RECORDS TO USE: Begin

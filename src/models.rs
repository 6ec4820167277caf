// src/models.rs

use chrono::NaiveDate;
use rust_decimal::Decimal;
use serde::{Deserialize, Serialize};

/// Identity of the statement owner. Created once per statement and not
/// mutated afterwards.
#[derive(Debug, Clone, Default, PartialEq, Eq, Serialize, Deserialize)]
pub struct Investor {
    pub name: String,
    pub pan: String,
    pub email: Option<String>,
    pub mobile: Option<String>,
    pub dp_id: Option<String>,
    pub client_id: Option<String>,
}

/// One mutual-fund position as of the statement date.
///
/// `units` and `nav` are exact decimals; `units * nav` is expected to match
/// `current_value` within 1%, and the validator records a violation rather
/// than correcting it.
#[derive(Debug, Clone, PartialEq, Eq, Serialize, Deserialize)]
pub struct Holding {
    pub scheme_name: String,
    pub isin: String,
    pub folio: String,
    pub units: Decimal,
    pub nav: Decimal,
    pub current_value: Decimal,
}

/// Closed set of ledger-event categories inferred from description keywords.
/// `Unknown` is a legitimate terminal classification, not an error.
#[derive(Debug, Clone, Copy, PartialEq, Eq, Serialize, Deserialize)]
#[serde(rename_all = "snake_case")]
pub enum TransactionType {
    Purchase,
    Redemption,
    Sip,
    SwitchIn,
    SwitchOut,
    StpIn,
    StpOut,
    DividendPayout,
    DividendReinvestment,
    StampDuty,
    Stt,
    Charge,
    Unknown,
}

impl TransactionType {
    /// Types whose unit delta must be negative (outflows).
    pub fn is_outflow(self) -> bool {
        matches!(
            self,
            TransactionType::Redemption | TransactionType::SwitchOut | TransactionType::StpOut
        )
    }

    /// Types that affect amount only; unit delta is always zero.
    pub fn is_charge_like(self) -> bool {
        matches!(
            self,
            TransactionType::Stt | TransactionType::StampDuty | TransactionType::Charge
        )
    }
}

/// One ledger event against a folio, in document order.
#[derive(Debug, Clone, PartialEq, Eq, Serialize, Deserialize)]
pub struct Transaction {
    pub date: NaiveDate,
    #[serde(rename = "type")]
    pub txn_type: TransactionType,
    pub description: String,
    pub units: Decimal,
    pub amount: Option<Decimal>,
    pub balance_units: Option<Decimal>,
    pub folio: String,
    pub isin: String,
    pub segregated: bool,
}

#[derive(Debug, Clone, Copy, PartialEq, Eq, Serialize, Deserialize)]
#[serde(rename_all = "snake_case")]
pub enum Severity {
    Error,
    Warning,
}

#[derive(Debug, Clone, Copy, PartialEq, Eq, Serialize, Deserialize)]
#[serde(rename_all = "snake_case")]
pub enum IssueCategory {
    ValueMismatch,
    UnitBalanceMismatch,
    MalformedIsin,
    MalformedPan,
    ParseFailure,
    MissingField,
}

/// One validation finding. `reference` points at the affected entity
/// (ISIN/folio) or, for row-level parse failures, the offending raw line.
#[derive(Debug, Clone, PartialEq, Eq, Serialize, Deserialize)]
pub struct ValidationIssue {
    pub severity: Severity,
    pub category: IssueCategory,
    pub message: String,
    #[serde(rename = "ref")]
    pub reference: Option<String>,
}

impl ValidationIssue {
    pub fn error(category: IssueCategory, message: impl Into<String>) -> Self {
        Self {
            severity: Severity::Error,
            category,
            message: message.into(),
            reference: None,
        }
    }

    pub fn warning(category: IssueCategory, message: impl Into<String>) -> Self {
        Self {
            severity: Severity::Warning,
            category,
            message: message.into(),
            reference: None,
        }
    }

    pub fn with_reference(mut self, reference: impl Into<String>) -> Self {
        self.reference = Some(reference.into());
        self
    }
}

/// Ordered sequence of findings plus the overall validity derived from them.
#[derive(Debug, Clone, Default, PartialEq, Eq, Serialize, Deserialize)]
pub struct ValidationReport {
    pub is_valid: bool,
    pub issues: Vec<ValidationIssue>,
}

impl ValidationReport {
    /// Builds a report from findings; validity is the absence of any
    /// error-severity issue. Warnings never affect validity.
    pub fn from_issues(issues: Vec<ValidationIssue>) -> Self {
        let is_valid = !issues.iter().any(|i| i.severity == Severity::Error);
        Self { is_valid, issues }
    }

    pub fn error_count(&self) -> usize {
        self.issues
            .iter()
            .filter(|i| i.severity == Severity::Error)
            .count()
    }

    pub fn warning_count(&self) -> usize {
        self.issues
            .iter()
            .filter(|i| i.severity == Severity::Warning)
            .count()
    }
}

/// Root aggregate for one parsed statement. Owned exclusively by the
/// orchestrator during assembly; immutable once returned to the caller.
#[derive(Debug, Clone, PartialEq, Eq, Serialize, Deserialize)]
pub struct CasStatement {
    pub investor: Investor,
    pub holdings: Vec<Holding>,
    pub transactions: Vec<Transaction>,
    pub validation: ValidationReport,
}

impl CasStatement {
    /// Canonical JSON export. Decimal fields serialize as exact decimal
    /// strings, never binary floating-point.
    pub fn to_json(&self) -> serde_json::Result<String> {
        serde_json::to_string_pretty(self)
    }
}

#[cfg(test)]
mod tests {
    use super::*;
    use rust_decimal_macros::dec;

    fn sample_holding() -> Holding {
        Holding {
            scheme_name: "HDFC Flexi Cap Fund - Direct Growth".to_string(),
            isin: "INF179K01YV8".to_string(),
            folio: "12345678/90".to_string(),
            units: dec!(104.519),
            nav: dec!(1234.5678),
            current_value: dec!(129035.01),
        }
    }

    #[test]
    fn holding_json_round_trip_is_stable() {
        let holding = sample_holding();
        let json = serde_json::to_string(&holding).unwrap();
        let back: Holding = serde_json::from_str(&json).unwrap();
        assert_eq!(holding, back);
        // Decimals must cross the boundary as strings, not floats
        assert!(json.contains("\"units\":\"104.519\""));
        assert!(json.contains("\"nav\":\"1234.5678\""));
    }

    #[test]
    fn transaction_type_serializes_snake_case() {
        let json = serde_json::to_string(&TransactionType::DividendReinvestment).unwrap();
        assert_eq!(json, "\"dividend_reinvestment\"");
        let json = serde_json::to_string(&TransactionType::StpOut).unwrap();
        assert_eq!(json, "\"stp_out\"");
    }

    #[test]
    fn issue_reference_serializes_as_ref() {
        let issue = ValidationIssue::error(IssueCategory::MalformedIsin, "bad isin")
            .with_reference("INF1234567");
        let json = serde_json::to_string(&issue).unwrap();
        assert!(json.contains("\"ref\":\"INF1234567\""));
        assert!(json.contains("\"category\":\"malformed_isin\""));
    }

    #[test]
    fn report_validity_ignores_warnings() {
        let report = ValidationReport::from_issues(vec![ValidationIssue::warning(
            IssueCategory::UnitBalanceMismatch,
            "short history",
        )]);
        assert!(report.is_valid);
        assert_eq!(report.warning_count(), 1);

        let report = ValidationReport::from_issues(vec![ValidationIssue::error(
            IssueCategory::MalformedPan,
            "bad pan",
        )]);
        assert!(!report.is_valid);
    }
}
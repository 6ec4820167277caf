// src/utils/error.rs
use thiserror::Error;

/// Structural failures: the input cannot yield a statement at all. Row-level
/// trouble never lands here; it is recovered and reported as a validation
/// issue instead.
#[derive(Error, Debug)]
pub enum ParseError {
    #[error("I/O error: {0}")]
    Io(#[from] std::io::Error),

    #[error("unreadable input: {0}")]
    Unreadable(String),

    #[error("document not recognized as a consolidated account statement")]
    Unrecognized,
}

/// Top-level error for the CLI driver.
#[derive(Error, Debug)]
pub enum AppError {
    #[error("configuration error: {0}")]
    Config(String),

    #[error("I/O error: {0}")]
    Io(#[from] std::io::Error),

    #[error("parsing failed: {0}")]
    Parse(#[from] ParseError),

    #[error("serialization error: {0}")]
    Serialization(#[from] serde_json::Error),
}
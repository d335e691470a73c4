//! Contract between the connector and a database driver
//!
//! The connector never talks to a wire protocol itself. A [`Driver`] turns a
//! module configuration into a [`ConnectionPool`], the pool hands out
//! [`RawConnection`]s, and every call on them is a suspension point that may
//! fail with a driver-specific [`DatabaseError`].

use super::config::{ModuleConfig, PoolSettings};
use super::error::{DatabaseError, Result};
use super::value::{DatabaseValue, QueryOutput};
use async_trait::async_trait;
use std::future::Future;
use std::sync::Arc;
use std::time::Duration;

/// How a connection leaves its holder
#[derive(Debug, Clone, Copy, PartialEq, Eq)]
pub enum ReleaseMode {
    /// Hand the connection back to its pool for reuse
    Return,
    /// Detach from the pool and disconnect; the connection may be dirty
    Discard,
}

/// One physical connection, exclusively owned by whoever acquired it
#[async_trait]
pub trait RawConnection: Send {
    /// Run one statement with positional parameters
    async fn query(&mut self, sql: &str, params: &[DatabaseValue]) -> Result<QueryOutput>;

    /// Start a transaction
    async fn begin(&mut self) -> Result<()>;

    /// Commit the current transaction
    async fn commit(&mut self) -> Result<()>;

    /// Roll back the current transaction
    async fn rollback(&mut self) -> Result<()>;

    /// Give the connection up. Consumes the connection, so it runs at most once.
    async fn release(self: Box<Self>, mode: ReleaseMode) -> Result<()>;
}

/// Snapshot of pool occupancy
#[derive(Debug, Clone, Copy, Default, PartialEq, Eq)]
pub struct PoolStatus {
    /// Total number of connections in the pool
    pub size: usize,
    /// Number of idle connections
    pub available: usize,
    /// Number of acquires waiting for a connection
    pub waiting: usize,
}

/// A managed set of connections to one module's database
#[async_trait]
pub trait ConnectionPool: Send + Sync {
    /// Take exclusive ownership of one connection.
    ///
    /// Exhaustion surfaces as an error once the configured acquire timeout
    /// elapses; it never blocks forever.
    async fn acquire(&self) -> Result<Box<dyn RawConnection>>;

    /// Current occupancy
    fn status(&self) -> PoolStatus;

    /// Stop handing out connections and drop idle ones
    async fn close(&self);
}

/// Factory for module pools
pub trait Driver: Send + Sync {
    /// Build the pool for `module`. Called once per module at connector construction.
    fn create_pool(
        &self,
        module: &str,
        config: &ModuleConfig,
        settings: &PoolSettings,
    ) -> Result<Arc<dyn ConnectionPool>>;
}

/// Whole milliseconds in `duration`, saturating at `u64::MAX`
pub fn duration_millis(duration: Duration) -> u64 {
    u64::try_from(duration.as_millis()).unwrap_or(u64::MAX)
}

/// Bound a driver call by `timeout`, reporting expiry as a query timeout
pub async fn with_timeout<T, F>(timeout: Duration, operation: F) -> Result<T>
where
    F: Future<Output = Result<T>>,
{
    tokio::time::timeout(timeout, operation)
        .await
        .map_err(|_| DatabaseError::query_timeout(duration_millis(timeout)))?
}

#[cfg(test)]
mod tests {
    use super::*;

    #[test]
    fn test_with_timeout_passes_result_through() {
        let value = tokio_test::block_on(with_timeout(Duration::from_secs(1), async {
            Ok::<_, DatabaseError>(7)
        }));
        assert_eq!(tokio_test::assert_ok!(value), 7);
    }

    #[tokio::test]
    async fn test_with_timeout_expires() {
        let result = with_timeout(Duration::from_millis(5), async {
            tokio::time::sleep(Duration::from_secs(5)).await;
            Ok::<_, DatabaseError>(())
        })
        .await;

        assert!(matches!(result, Err(DatabaseError::QueryTimeout { timeout_ms: 5 })));
    }

    #[test]
    fn test_duration_millis_saturates() {
        assert_eq!(duration_millis(Duration::from_millis(1500)), 1500);
        assert_eq!(duration_millis(Duration::MAX), u64::MAX);
    }
}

RECORDS TO USE: End

● **PROMPT**
Report every line of the records that contains the word "enum".

● **ANSWER SECTION**
pub enum TransactionType {
pub enum Severity {
pub enum IssueCategory {
pub enum ParseError {
pub enum AppError {
pub enum ReleaseMode {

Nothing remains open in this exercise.